*WORK ORDER*:
Your answer should consist only of the lines below from the one with "pub async fn write_frame<W>(writer: &mut" through the one with "pub fn is_end_of_stream(error: &UaError)", copied exactly.

*GIVEN DATA*:
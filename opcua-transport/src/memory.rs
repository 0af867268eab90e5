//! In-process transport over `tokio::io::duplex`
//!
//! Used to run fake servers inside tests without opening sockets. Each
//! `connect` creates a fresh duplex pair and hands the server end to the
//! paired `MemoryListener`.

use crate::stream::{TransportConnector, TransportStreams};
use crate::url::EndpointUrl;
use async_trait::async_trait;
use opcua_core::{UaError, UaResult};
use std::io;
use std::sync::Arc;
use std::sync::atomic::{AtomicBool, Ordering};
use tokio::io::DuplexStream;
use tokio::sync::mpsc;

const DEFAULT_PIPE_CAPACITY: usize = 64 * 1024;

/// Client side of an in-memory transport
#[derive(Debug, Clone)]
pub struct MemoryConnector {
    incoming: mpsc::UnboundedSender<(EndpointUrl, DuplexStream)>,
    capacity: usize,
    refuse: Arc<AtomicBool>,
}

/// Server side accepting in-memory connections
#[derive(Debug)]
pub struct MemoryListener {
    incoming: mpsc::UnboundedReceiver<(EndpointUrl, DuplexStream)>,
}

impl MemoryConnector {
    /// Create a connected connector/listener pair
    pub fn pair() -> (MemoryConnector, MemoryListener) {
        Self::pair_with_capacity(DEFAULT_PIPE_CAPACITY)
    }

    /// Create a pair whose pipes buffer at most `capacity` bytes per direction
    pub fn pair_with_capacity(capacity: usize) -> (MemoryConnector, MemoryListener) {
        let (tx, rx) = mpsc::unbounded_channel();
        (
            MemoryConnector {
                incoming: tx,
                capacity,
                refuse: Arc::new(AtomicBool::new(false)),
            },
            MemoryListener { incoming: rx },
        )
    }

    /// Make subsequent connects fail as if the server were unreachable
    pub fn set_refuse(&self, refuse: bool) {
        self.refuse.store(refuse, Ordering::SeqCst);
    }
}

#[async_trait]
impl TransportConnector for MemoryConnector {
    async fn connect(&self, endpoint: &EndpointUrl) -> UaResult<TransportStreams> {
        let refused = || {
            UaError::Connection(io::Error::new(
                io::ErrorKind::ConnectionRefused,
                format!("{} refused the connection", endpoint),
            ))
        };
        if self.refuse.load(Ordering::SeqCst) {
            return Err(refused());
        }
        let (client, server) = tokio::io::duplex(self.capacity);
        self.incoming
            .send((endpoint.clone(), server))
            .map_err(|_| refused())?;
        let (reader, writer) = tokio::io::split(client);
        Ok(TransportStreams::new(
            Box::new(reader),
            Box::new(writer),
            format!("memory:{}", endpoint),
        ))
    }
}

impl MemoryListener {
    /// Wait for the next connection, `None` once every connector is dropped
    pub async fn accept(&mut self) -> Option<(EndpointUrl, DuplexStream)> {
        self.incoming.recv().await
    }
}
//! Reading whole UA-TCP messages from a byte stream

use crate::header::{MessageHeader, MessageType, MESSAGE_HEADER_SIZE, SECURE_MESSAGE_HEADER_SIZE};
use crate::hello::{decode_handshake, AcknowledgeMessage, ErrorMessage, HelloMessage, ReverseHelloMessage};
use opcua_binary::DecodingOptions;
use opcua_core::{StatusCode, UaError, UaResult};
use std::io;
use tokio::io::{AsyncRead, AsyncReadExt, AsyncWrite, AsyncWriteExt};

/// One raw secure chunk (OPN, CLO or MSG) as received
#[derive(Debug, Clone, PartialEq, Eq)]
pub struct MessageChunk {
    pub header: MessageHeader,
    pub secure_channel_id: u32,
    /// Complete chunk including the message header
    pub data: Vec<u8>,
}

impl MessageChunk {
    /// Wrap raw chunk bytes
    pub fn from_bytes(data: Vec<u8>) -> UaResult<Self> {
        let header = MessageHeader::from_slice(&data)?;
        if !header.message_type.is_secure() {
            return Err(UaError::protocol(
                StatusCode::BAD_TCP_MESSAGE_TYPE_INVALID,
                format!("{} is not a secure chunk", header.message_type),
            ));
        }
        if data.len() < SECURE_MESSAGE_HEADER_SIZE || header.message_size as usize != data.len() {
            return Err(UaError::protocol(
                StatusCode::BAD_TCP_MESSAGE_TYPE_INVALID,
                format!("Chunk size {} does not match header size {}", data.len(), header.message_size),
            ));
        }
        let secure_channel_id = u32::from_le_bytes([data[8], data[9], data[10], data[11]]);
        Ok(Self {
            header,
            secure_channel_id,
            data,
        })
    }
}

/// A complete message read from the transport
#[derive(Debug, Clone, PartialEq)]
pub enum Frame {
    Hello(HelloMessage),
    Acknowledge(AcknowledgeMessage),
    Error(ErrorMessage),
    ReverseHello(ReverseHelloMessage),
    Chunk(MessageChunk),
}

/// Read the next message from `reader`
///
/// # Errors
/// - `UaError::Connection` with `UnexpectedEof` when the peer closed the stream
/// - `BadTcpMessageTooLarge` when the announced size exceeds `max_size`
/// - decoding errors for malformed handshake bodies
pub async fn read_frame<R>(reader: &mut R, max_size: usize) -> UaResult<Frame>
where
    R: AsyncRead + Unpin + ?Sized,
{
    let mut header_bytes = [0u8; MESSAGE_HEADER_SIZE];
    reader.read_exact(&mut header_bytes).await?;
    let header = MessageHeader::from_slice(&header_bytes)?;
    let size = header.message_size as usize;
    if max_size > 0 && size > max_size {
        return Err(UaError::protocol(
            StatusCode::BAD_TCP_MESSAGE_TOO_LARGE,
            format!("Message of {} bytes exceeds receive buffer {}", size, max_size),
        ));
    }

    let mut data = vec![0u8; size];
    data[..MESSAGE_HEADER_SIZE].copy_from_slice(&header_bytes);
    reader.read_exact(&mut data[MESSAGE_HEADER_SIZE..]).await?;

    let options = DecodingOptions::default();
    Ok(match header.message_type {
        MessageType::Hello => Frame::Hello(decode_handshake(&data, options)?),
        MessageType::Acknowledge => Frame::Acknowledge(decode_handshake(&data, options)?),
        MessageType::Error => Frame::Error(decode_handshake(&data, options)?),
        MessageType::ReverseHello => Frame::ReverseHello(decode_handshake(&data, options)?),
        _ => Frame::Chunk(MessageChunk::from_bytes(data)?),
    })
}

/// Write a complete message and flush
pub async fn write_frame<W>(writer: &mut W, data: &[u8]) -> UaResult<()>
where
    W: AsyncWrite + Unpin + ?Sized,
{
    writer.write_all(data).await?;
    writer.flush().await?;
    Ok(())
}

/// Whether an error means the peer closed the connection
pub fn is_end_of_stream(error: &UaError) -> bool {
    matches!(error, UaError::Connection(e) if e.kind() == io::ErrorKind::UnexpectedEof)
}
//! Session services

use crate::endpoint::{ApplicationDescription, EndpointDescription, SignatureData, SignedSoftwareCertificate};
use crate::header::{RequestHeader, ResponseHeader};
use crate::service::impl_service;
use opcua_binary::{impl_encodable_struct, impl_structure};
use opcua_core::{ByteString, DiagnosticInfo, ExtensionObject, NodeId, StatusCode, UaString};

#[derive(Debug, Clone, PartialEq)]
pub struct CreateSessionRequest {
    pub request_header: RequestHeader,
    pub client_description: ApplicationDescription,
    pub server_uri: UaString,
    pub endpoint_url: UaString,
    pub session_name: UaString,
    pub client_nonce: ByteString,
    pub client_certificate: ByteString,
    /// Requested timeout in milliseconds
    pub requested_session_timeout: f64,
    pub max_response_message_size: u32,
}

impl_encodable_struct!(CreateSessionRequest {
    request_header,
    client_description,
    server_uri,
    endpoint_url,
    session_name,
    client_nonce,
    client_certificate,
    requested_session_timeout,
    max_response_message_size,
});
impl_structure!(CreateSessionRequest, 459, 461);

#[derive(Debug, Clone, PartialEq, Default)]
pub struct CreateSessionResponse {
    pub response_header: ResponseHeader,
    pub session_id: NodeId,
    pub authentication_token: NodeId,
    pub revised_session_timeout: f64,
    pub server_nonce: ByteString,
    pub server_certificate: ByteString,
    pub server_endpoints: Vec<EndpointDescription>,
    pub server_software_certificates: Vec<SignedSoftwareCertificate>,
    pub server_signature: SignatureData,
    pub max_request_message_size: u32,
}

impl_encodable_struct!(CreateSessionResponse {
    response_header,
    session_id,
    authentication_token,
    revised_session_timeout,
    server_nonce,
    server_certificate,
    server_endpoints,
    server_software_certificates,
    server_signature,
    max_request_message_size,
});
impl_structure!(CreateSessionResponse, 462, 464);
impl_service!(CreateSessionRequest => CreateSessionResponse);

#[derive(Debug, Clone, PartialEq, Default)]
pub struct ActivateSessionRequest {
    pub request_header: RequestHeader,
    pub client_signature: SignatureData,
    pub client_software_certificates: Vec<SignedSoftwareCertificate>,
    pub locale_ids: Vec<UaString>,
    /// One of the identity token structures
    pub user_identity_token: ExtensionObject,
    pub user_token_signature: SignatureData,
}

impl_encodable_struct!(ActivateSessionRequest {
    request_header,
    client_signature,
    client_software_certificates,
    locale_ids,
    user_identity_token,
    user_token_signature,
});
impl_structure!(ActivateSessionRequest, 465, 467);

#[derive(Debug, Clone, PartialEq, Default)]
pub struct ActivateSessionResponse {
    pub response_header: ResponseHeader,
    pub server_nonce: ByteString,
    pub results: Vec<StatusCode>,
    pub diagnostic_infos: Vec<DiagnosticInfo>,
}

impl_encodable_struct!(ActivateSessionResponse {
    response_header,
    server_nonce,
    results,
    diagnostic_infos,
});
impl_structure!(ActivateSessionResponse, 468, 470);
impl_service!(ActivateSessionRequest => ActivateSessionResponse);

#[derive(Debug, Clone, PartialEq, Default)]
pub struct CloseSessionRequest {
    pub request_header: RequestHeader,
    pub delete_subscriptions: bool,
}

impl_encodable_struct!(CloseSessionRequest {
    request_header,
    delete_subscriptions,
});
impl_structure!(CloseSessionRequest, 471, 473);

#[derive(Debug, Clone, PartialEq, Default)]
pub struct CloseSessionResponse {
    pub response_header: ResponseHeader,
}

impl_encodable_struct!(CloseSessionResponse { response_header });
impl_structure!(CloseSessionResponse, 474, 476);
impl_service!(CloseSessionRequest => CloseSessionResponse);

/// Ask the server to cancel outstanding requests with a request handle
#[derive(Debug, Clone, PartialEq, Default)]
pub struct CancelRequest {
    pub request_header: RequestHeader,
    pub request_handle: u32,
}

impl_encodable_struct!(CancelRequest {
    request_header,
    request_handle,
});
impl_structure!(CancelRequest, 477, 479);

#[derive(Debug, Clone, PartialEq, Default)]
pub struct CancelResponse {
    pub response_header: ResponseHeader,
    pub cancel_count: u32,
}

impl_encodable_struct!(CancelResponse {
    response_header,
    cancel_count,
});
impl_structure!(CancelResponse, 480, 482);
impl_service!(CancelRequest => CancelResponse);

...

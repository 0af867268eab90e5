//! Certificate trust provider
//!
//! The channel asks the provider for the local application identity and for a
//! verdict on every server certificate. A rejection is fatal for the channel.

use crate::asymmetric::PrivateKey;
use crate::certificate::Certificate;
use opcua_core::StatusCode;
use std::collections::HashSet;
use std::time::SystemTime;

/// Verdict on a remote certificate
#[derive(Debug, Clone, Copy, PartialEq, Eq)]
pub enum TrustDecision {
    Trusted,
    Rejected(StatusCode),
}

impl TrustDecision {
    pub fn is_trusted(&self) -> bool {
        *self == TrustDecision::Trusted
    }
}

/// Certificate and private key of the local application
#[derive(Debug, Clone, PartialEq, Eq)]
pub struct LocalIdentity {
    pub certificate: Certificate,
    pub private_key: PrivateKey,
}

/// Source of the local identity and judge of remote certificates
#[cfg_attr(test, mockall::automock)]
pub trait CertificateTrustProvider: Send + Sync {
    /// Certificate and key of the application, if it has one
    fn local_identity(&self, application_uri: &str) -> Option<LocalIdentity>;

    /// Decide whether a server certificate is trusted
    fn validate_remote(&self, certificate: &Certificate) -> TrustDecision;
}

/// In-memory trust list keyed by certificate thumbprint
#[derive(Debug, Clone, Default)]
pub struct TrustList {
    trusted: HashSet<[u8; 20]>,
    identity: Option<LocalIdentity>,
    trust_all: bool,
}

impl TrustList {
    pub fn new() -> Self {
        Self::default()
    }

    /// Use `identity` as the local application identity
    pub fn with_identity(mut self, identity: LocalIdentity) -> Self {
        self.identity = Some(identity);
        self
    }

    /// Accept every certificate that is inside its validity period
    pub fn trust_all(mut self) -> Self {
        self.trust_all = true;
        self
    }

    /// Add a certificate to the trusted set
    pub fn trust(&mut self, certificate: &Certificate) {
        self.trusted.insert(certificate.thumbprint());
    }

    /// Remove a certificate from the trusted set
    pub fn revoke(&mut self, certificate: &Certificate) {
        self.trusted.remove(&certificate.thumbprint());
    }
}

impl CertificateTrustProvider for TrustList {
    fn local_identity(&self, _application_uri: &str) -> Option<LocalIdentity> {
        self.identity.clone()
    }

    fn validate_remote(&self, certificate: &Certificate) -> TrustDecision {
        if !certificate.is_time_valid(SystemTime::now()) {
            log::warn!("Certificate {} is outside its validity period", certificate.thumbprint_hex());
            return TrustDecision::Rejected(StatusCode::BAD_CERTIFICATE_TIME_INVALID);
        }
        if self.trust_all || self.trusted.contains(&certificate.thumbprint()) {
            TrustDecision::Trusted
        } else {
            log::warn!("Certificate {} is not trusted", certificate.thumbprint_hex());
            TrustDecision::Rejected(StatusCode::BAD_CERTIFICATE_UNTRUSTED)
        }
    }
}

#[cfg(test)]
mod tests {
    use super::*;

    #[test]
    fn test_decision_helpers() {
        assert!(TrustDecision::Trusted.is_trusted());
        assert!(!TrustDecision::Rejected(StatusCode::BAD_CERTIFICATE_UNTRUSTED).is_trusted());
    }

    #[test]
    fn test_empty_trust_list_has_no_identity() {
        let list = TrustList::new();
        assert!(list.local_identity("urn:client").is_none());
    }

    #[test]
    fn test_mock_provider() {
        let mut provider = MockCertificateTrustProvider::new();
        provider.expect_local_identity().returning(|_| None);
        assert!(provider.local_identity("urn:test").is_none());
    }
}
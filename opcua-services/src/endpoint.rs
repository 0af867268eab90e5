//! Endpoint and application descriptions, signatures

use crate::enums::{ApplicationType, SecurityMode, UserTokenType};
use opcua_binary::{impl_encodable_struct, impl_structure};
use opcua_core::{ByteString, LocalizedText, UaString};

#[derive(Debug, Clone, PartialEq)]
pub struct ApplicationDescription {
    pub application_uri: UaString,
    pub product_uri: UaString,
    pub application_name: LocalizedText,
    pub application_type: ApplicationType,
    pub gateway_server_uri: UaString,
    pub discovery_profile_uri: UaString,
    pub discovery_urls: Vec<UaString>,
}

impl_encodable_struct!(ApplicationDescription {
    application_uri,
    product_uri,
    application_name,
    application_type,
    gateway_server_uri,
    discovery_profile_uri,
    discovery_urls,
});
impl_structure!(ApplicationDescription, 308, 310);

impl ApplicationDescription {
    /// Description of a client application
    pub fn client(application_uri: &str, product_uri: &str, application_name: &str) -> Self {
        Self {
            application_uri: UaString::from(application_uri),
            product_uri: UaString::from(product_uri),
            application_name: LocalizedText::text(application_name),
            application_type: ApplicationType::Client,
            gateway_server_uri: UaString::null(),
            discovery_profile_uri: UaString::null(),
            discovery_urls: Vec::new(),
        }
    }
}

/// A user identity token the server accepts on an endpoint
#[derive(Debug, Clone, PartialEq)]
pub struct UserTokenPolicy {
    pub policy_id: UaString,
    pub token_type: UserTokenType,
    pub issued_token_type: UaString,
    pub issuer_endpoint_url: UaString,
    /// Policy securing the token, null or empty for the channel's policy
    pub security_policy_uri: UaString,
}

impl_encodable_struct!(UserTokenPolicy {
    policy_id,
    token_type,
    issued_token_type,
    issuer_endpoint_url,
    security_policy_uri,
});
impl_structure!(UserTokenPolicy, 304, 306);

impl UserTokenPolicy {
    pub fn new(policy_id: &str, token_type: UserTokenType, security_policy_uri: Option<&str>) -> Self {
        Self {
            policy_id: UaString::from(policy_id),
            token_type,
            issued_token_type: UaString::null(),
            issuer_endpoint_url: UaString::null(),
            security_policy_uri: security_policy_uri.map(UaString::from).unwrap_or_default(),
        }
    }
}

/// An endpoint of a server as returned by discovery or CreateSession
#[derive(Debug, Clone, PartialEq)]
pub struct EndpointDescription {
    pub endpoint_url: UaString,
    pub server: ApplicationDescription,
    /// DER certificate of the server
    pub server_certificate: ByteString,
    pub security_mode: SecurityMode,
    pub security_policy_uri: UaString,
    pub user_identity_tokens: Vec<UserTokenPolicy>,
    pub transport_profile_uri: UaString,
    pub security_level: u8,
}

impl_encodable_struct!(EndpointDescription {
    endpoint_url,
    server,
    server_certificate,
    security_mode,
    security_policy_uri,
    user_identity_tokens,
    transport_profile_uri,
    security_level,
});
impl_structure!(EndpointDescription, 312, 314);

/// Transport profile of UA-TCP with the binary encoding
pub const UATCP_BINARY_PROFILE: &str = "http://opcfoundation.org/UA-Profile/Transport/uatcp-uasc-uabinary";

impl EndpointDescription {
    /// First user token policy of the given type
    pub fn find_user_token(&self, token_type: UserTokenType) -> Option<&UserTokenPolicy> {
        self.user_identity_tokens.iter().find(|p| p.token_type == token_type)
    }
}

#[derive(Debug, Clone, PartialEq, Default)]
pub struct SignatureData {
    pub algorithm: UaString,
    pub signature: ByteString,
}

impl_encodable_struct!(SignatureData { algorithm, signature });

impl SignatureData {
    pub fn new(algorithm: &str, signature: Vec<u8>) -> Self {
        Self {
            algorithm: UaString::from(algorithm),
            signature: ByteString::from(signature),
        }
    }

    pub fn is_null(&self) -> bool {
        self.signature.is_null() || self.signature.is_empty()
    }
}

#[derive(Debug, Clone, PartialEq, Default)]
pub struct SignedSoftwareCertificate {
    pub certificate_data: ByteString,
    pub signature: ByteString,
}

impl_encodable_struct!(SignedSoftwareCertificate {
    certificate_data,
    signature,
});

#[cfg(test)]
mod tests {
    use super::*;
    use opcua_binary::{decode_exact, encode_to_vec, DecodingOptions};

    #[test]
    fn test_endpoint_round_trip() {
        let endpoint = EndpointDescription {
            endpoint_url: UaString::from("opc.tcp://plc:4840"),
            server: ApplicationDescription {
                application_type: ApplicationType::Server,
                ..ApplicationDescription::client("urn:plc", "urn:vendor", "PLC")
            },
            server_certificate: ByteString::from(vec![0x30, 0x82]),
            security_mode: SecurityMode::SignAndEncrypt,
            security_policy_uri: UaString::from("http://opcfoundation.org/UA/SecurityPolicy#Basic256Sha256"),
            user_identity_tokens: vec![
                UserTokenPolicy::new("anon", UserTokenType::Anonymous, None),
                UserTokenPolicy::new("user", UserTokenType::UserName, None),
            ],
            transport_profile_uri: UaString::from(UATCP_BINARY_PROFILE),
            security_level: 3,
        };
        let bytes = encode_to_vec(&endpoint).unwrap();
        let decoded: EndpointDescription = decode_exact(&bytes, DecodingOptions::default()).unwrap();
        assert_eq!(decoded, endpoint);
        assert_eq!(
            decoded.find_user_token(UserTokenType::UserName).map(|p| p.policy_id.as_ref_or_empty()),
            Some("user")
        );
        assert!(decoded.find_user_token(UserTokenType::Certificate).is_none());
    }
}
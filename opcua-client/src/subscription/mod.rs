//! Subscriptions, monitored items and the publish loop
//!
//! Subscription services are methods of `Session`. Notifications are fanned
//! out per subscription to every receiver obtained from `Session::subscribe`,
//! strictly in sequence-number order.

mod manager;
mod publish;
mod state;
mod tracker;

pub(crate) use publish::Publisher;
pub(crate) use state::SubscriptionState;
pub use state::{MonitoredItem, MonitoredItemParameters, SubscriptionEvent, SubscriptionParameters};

*YOUR RESPONSE*:
pub async fn write_frame<W>(writer: &mut W, data: &[u8]) -> UaResult<()>
where
    W: AsyncWrite + Unpin + ?Sized,
{
    writer.write_all(data).await?;
    writer.flush().await?;
    Ok(())
}

/// Whether an error means the peer closed the connection
pub fn is_end_of_stream(error: &UaError) -> bool {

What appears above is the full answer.